* Brief
Copy each line of the data beneath in which the word "break" appears.

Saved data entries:
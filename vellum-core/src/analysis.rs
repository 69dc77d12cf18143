//! Reference and dependency analysis: topological ordering, cycle
//! detection, parameter-usage pre-scan, and SAM implicit-resource inference.
//!
//! Every function here is a pure read of the [`Template`](crate::ir::Template)
//! built by the parser; none of it mutates the IR. The generator's
//! `GenContext` (see `crate::codegen::context`) is the only mutable state in
//! the pipeline.

use std::collections::{BTreeMap, BTreeSet, VecDeque};

use crate::ir::Template;

/// The result of running dependency analysis over a template once, up
/// front, so the generator consults it rather than recomputing per resource.
#[derive(Debug, Clone, Default)]
pub struct Analysis {
    /// Resource logical IDs in emission order: topologically sorted where
    /// possible, with cyclic/disconnected nodes appended lexicographically.
    pub resource_order: Vec<String>,
    /// Unordered pairs `(u, v)` where a `u -> v` edge participates in a
    /// cycle; `GetAtt` from `u` to `v` must use the explicit string-keyed
    /// form rather than bare field access.
    pub cyclic_edges: BTreeSet<(String, String)>,
    /// Parameters referenced (directly or via a bare `Fn::Sub` placeholder)
    /// somewhere in the template; only these are emitted.
    pub used_parameters: BTreeSet<String>,
    /// Logical IDs that do not name a declared resource, parameter, or
    /// pseudo-parameter, but are still valid reference targets because a
    /// SAM macro (`AWS::Serverless::Function/Api/HttpApi`) implicitly
    /// creates them at deploy time.
    pub implicit_resources: BTreeSet<String>,
}

impl Analysis {
    #[tracing::instrument(skip(template))]
    pub fn run(template: &Template) -> Self {
        let resource_order = topological_sort(template);
        let cyclic_edges = detect_cyclic_edges(template);
        let used_parameters = prescan_parameters(template);
        let implicit_resources = infer_sam_implicits(template);
        if !cyclic_edges.is_empty() {
            tracing::debug!(count = cyclic_edges.len(), "resource dependency cycle detected");
        }
        Analysis {
            resource_order,
            cyclic_edges,
            used_parameters,
            implicit_resources,
        }
    }

    pub fn is_cyclic_edge(&self, from: &str, to: &str) -> bool {
        self.cyclic_edges.contains(&(from.to_string(), to.to_string()))
    }

    pub fn is_used_parameter(&self, logical_id: &str) -> bool {
        self.used_parameters.contains(logical_id)
    }

    pub fn is_implicit(&self, logical_id: &str) -> bool {
        self.implicit_resources.contains(logical_id)
    }
}

/// Kahn's algorithm restricted to resource -> resource edges, lexicographic
/// tie-break within the ready queue. Resources left over after the sorted
/// prefix (cycle members, or nodes unreachable from any root) are appended
/// in lexicographic order.
fn topological_sort(template: &Template) -> Vec<String> {
    let resource_ids: BTreeSet<&String> = template.resources.keys().collect();

    let edges: BTreeMap<&String, Vec<&String>> = template
        .resources
        .keys()
        .map(|id| {
            let targets: Vec<&String> = template
                .reference_graph
                .get(id)
                .into_iter()
                .flatten()
                .filter(|t| resource_ids.contains(t) && *t != id)
                .collect();
            (id, targets)
        })
        .collect();

    // Our edges are recorded as `dependent -> dependency`, so a node is
    // ready only once everything *it* depends on has been emitted: track,
    // per node, how many of its dependencies remain unresolved.
    let mut remaining: BTreeMap<&String, usize> = resource_ids
        .iter()
        .map(|id| (*id, edges.get(id).map(Vec::len).unwrap_or(0)))
        .collect();

    // dependents[d] = nodes that depend on d, i.e. edges id -> d
    let mut dependents: BTreeMap<&String, Vec<&String>> = BTreeMap::new();
    for (id, targets) in &edges {
        for t in targets {
            dependents.entry(t).or_default().push(id);
        }
    }

    let mut queue: VecDeque<&String> = remaining
        .iter()
        .filter(|(_, &count)| count == 0)
        .map(|(id, _)| *id)
        .collect();
    let mut order: Vec<String> = Vec::new();
    let mut visited: BTreeSet<&String> = BTreeSet::new();

    while let Some(node) = pop_lexicographically_smallest(&mut queue, &visited) {
        if !visited.insert(node) {
            continue;
        }
        order.push(node.clone());
        if let Some(deps) = dependents.get(node) {
            for dependent in deps {
                if let Some(r) = remaining.get_mut(dependent) {
                    *r = r.saturating_sub(1);
                    if *r == 0 && !visited.contains(dependent) {
                        queue.push_back(dependent);
                    }
                }
            }
        }
    }

    let mut leftover: Vec<String> = resource_ids
        .into_iter()
        .filter(|id| !visited.contains(*id))
        .cloned()
        .collect();
    leftover.sort();
    order.extend(leftover);
    order
}

fn pop_lexicographically_smallest<'a>(
    queue: &mut VecDeque<&'a String>,
    visited: &BTreeSet<&'a String>,
) -> Option<&'a String> {
    // Drain the queue into a sorted candidate set each time so ties within
    // the current ready set always break lexicographically, matching §4.3.
    let mut candidates: Vec<&'a String> = queue.drain(..).filter(|n| !visited.contains(*n)).collect();
    candidates.sort();
    if candidates.is_empty() {
        return None;
    }
    let chosen = candidates.remove(0);
    for c in candidates {
        queue.push_back(c);
    }
    Some(chosen)
}

/// DFS-based cycle detection over resource -> resource edges. Returns the
/// set of edges that participate in at least one cycle.
fn detect_cyclic_edges(template: &Template) -> BTreeSet<(String, String)> {
    let resource_ids: BTreeSet<&String> = template.resources.keys().collect();
    let edges: BTreeMap<&String, Vec<&String>> = template
        .resources
        .keys()
        .map(|id| {
            let targets: Vec<&String> = template
                .reference_graph
                .get(id)
                .into_iter()
                .flatten()
                .filter(|t| resource_ids.contains(t) && *t != id)
                .collect();
            (id, targets)
        })
        .collect();

    let mut cyclic: BTreeSet<(String, String)> = BTreeSet::new();
    let mut color: BTreeMap<&String, u8> = BTreeMap::new(); // 0=white,1=gray,2=black
    let mut stack: Vec<&String> = Vec::new();

    for start in resource_ids.iter() {
        if color.get(*start).copied().unwrap_or(0) == 0 {
            dfs_visit(start, &edges, &mut color, &mut stack, &mut cyclic);
        }
    }
    cyclic
}

fn dfs_visit<'a>(
    node: &'a String,
    edges: &BTreeMap<&'a String, Vec<&'a String>>,
    color: &mut BTreeMap<&'a String, u8>,
    stack: &mut Vec<&'a String>,
    cyclic: &mut BTreeSet<(String, String)>,
) {
    color.insert(node, 1);
    stack.push(node);
    if let Some(targets) = edges.get(node) {
        for target in targets {
            match color.get(*target).copied().unwrap_or(0) {
                0 => dfs_visit(target, edges, color, stack, cyclic),
                1 => {
                    // Back edge to a gray ancestor: every edge on the stack
                    // from that ancestor forward, plus the closing edge, is
                    // part of this cycle.
                    if let Some(pos) = stack.iter().position(|n| *n == *target) {
                        for w in stack[pos..].windows(2) {
                            cyclic.insert((w[0].clone(), w[1].clone()));
                        }
                        cyclic.insert((node.clone(), (*target).clone()));
                    }
                }
                _ => {}
            }
        }
    }
    stack.pop();
    color.insert(node, 2);
}

/// Mark every parameter reachable via a `Ref` or bare `Fn::Sub` placeholder
/// anywhere in the template (conditions, resource properties, outputs) as
/// used. The reference graph already captures every such edge (built while
/// parsing), so this is a direct read rather than a second walk of the IR.
fn prescan_parameters(template: &Template) -> BTreeSet<String> {
    let mut used = BTreeSet::new();
    for targets in template.reference_graph.values() {
        for target in targets {
            if template.parameters.contains_key(target) {
                used.insert(target.clone());
            }
        }
    }
    used
}

/// For each SAM resource, the implicit logical IDs the macro creates at
/// deploy time. Per the open question in `spec.md` §9 (see `DESIGN.md`),
/// the implicit name is suppressed only when the template already declares
/// a resource or parameter with that exact name.
fn infer_sam_implicits(template: &Template) -> BTreeSet<String> {
    let mut implicits = BTreeSet::new();
    let already_declared = |name: &str| -> bool {
        template.resources.contains_key(name) || template.parameters.contains_key(name)
    };

    for (id, resource) in &template.resources {
        let candidates: Vec<String> = match resource.type_name.as_str() {
            "AWS::Serverless::Function" => vec![format!("{id}Role")],
            "AWS::Serverless::Api" => vec![format!("{id}Deployment"), format!("{id}Stage")],
            "AWS::Serverless::HttpApi" => vec![format!("{id}ApiGatewayDefaultStage")],
            _ => continue,
        };
        for name in candidates {
            if !already_declared(&name) {
                implicits.insert(name);
            }
        }
    }
    implicits
}

#[cfg(test)]
mod tests {
    use super::*;
    use crate::ir::{Resource, Value};
    use std::collections::BTreeMap;

    fn resource(id: &str, ty: &str, refs: Vec<&str>) -> (String, Resource, Vec<String>) {
        (
            id.to_string(),
            Resource {
                logical_id: id.to_string(),
                type_name: ty.to_string(),
                properties: vec![],
                depends_on: refs.iter().map(|s| s.to_string()).collect(),
                condition: None,
                deletion_policy: None,
                update_replace_policy: None,
                metadata: None,
            },
            refs.into_iter().map(str::to_string).collect(),
        )
    }

    fn build(resources: Vec<(String, Resource, Vec<String>)>) -> Template {
        let mut template = Template::default();
        for (id, res, edges) in resources {
            template.reference_graph.insert(id.clone(), edges);
            template.resources.insert(id, res);
        }
        template
    }

    #[test]
    fn topo_sort_orders_dependencies_first() {
        let template = build(vec![
            resource("B", "AWS::S3::Bucket", vec!["A"]),
            resource("A", "AWS::S3::Bucket", vec![]),
        ]);
        let order = topological_sort(&template);
        assert_eq!(order, vec!["A".to_string(), "B".to_string()]);
    }

    #[test]
    fn cycle_members_still_appear_and_are_marked_cyclic() {
        let template = build(vec![
            resource("A", "AWS::S3::Bucket", vec!["B"]),
            resource("B", "AWS::S3::Bucket", vec!["A"]),
        ]);
        let cyclic = detect_cyclic_edges(&template);
        assert!(cyclic.contains(&("A".to_string(), "B".to_string())));
        let order = topological_sort(&template);
        assert_eq!(order.len(), 2);
    }

    #[test]
    fn parameter_prescan_uses_reference_graph() {
        let mut template = Template::default();
        template.parameters.insert(
            "Environment".to_string(),
            crate::ir::Parameter {
                logical_id: "Environment".to_string(),
                type_name: "String".to_string(),
                description: None,
                default: Some(Value::String("dev".to_string())),
                allowed_values: None,
                allowed_pattern: None,
                min_length: None,
                max_length: None,
                min_value: None,
                max_value: None,
                constraint_description: None,
                no_echo: false,
            },
        );
        template.parameters.insert(
            "UnusedParam".to_string(),
            crate::ir::Parameter {
                logical_id: "UnusedParam".to_string(),
                type_name: "String".to_string(),
                description: None,
                default: None,
                allowed_values: None,
                allowed_pattern: None,
                min_length: None,
                max_length: None,
                min_value: None,
                max_value: None,
                constraint_description: None,
                no_echo: false,
            },
        );
        template
            .reference_graph
            .insert("Bucket".to_string(), vec!["Environment".to_string()]);
        let used = prescan_parameters(&template);
        assert!(used.contains("Environment"));
        assert!(!used.contains("UnusedParam"));
    }

    #[test]
    fn sam_function_gets_implicit_role_unless_already_declared() {
        let mut template = Template::default();
        template.resources.insert(
            "MyFn".to_string(),
            Resource {
                logical_id: "MyFn".to_string(),
                type_name: "AWS::Serverless::Function".to_string(),
                properties: vec![],
                depends_on: vec![],
                condition: None,
                deletion_policy: None,
                update_replace_policy: None,
                metadata: None,
            },
        );
        let implicits = infer_sam_implicits(&template);
        assert!(implicits.contains("MyFnRole"));

        template.resources.insert(
            "MyFnRole".to_string(),
            Resource {
                logical_id: "MyFnRole".to_string(),
                type_name: "AWS::IAM::Role".to_string(),
                properties: vec![],
                depends_on: vec![],
                condition: None,
                deletion_policy: None,
                update_replace_policy: None,
                metadata: None,
            },
        );
        let implicits = infer_sam_implicits(&template);
        assert!(!implicits.contains("MyFnRole"));
    }
}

* Solution
/// tie-break within the ready queue. Resources left over after the sorted
    // the current ready set always break lexicographically, matching §4.3.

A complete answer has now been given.